### Stored data entries
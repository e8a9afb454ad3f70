//! CLI for the scrubq scrub scheduler.

mod commands;
mod sim;

use anyhow::Result;
use clap::{Parser, Subcommand};
use scrubq_core::config;
use std::path::PathBuf;

use commands::{run_config, run_gate, run_simulation};

/// Top-level CLI for the scrub scheduler.
#[derive(Debug, Parser)]
#[command(name = "scrubq")]
#[command(about = "scrubq: scrub scheduling for a storage node", long_about = None)]
pub struct Cli {
    /// Read configuration from this file instead of the XDG config path.
    #[arg(long, global = true, value_name = "PATH")]
    pub config: Option<PathBuf>,

    #[command(subcommand)]
    pub command: CliCommand,
}

#[derive(Debug, Subcommand)]
pub enum CliCommand {
    /// Drive the scheduler against an in-process simulated node.
    Run {
        /// Number of simulated shards to register.
        #[arg(long, default_value = "8", value_name = "N")]
        shards: u32,
        /// Number of scheduling ticks to run.
        #[arg(long, default_value = "30", value_name = "T")]
        ticks: u32,
        /// Chance (percent) that a started scrub fails to reserve its replicas.
        #[arg(
            long,
            default_value = "10",
            value_name = "P",
            value_parser = clap::value_parser!(u8).range(0..=100)
        )]
        replica_failure_pct: u8,
    },

    /// Show whether the clock and load gates admit periodic scrubs right now.
    Gate,

    /// Print the effective configuration as TOML.
    Config,
}

impl CliCommand {
    pub async fn run_from_args() -> Result<()> {
        let cli = Cli::parse();
        let cfg = match &cli.config {
            Some(path) => config::load_from_path(path)?,
            None => config::load_or_init()?,
        };
        tracing::debug!("loaded config: {:?}", cfg);

        match cli.command {
            CliCommand::Run {
                shards,
                ticks,
                replica_failure_pct,
            } => run_simulation(&cfg, shards, ticks, replica_failure_pct).await?,
            CliCommand::Gate => run_gate(&cfg)?,
            CliCommand::Config => run_config(&cfg, cli.config.as_deref())?,
        }

        Ok(())
    }
}

#[cfg(test)]
mod tests;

### Assignment
Write the entries again, exactly as they stand.

### The completed task
repository e8a9afb454ad3f70
//! CLI for the scrubq scrub scheduler.

mod commands;
mod sim;

use anyhow::Result;
use clap::{Parser, Subcommand};
use scrubq_core::config;
use std::path::PathBuf;

use commands::{run_config, run_gate, run_simulation};

/// Top-level CLI for the scrub scheduler.
#[derive(Debug, Parser)]
#[command(name = "scrubq")]
#[command(about = "scrubq: scrub scheduling for a storage node", long_about = None)]
pub struct Cli {
    /// Read configuration from this file instead of the XDG config path.
    #[arg(long, global = true, value_name = "PATH")]
    pub config: Option<PathBuf>,

    #[command(subcommand)]
    pub command: CliCommand,
}

#[derive(Debug, Subcommand)]
pub enum CliCommand {
    /// Drive the scheduler against an in-process simulated node.
    Run {
        /// Number of simulated shards to register.
        #[arg(long, default_value = "8", value_name = "N")]
        shards: u32,
        /// Number of scheduling ticks to run.
        #[arg(long, default_value = "30", value_name = "T")]
        ticks: u32,
        /// Chance (percent) that a started scrub fails to reserve its replicas.
        #[arg(
            long,
            default_value = "10",
            value_name = "P",
            value_parser = clap::value_parser!(u8).range(0..=100)
        )]
        replica_failure_pct: u8,
    },

    /// Show whether the clock and load gates admit periodic scrubs right now.
    Gate,

    /// Print the effective configuration as TOML.
    Config,
}

impl CliCommand {
    pub async fn run_from_args() -> Result<()> {
        let cli = Cli::parse();
        let cfg = match &cli.config {
            Some(path) => config::load_from_path(path)?,
            None => config::load_or_init()?,
        };
        tracing::debug!("loaded config: {:?}", cfg);

        match cli.command {
            CliCommand::Run {
                shards,
                ticks,
                replica_failure_pct,
            } => run_simulation(&cfg, shards, ticks, replica_failure_pct).await?,
            CliCommand::Gate => run_gate(&cfg)?,
            CliCommand::Config => run_config(&cfg, cli.config.as_deref())?,
        }

        Ok(())
    }
}

#[cfg(test)]
mod tests;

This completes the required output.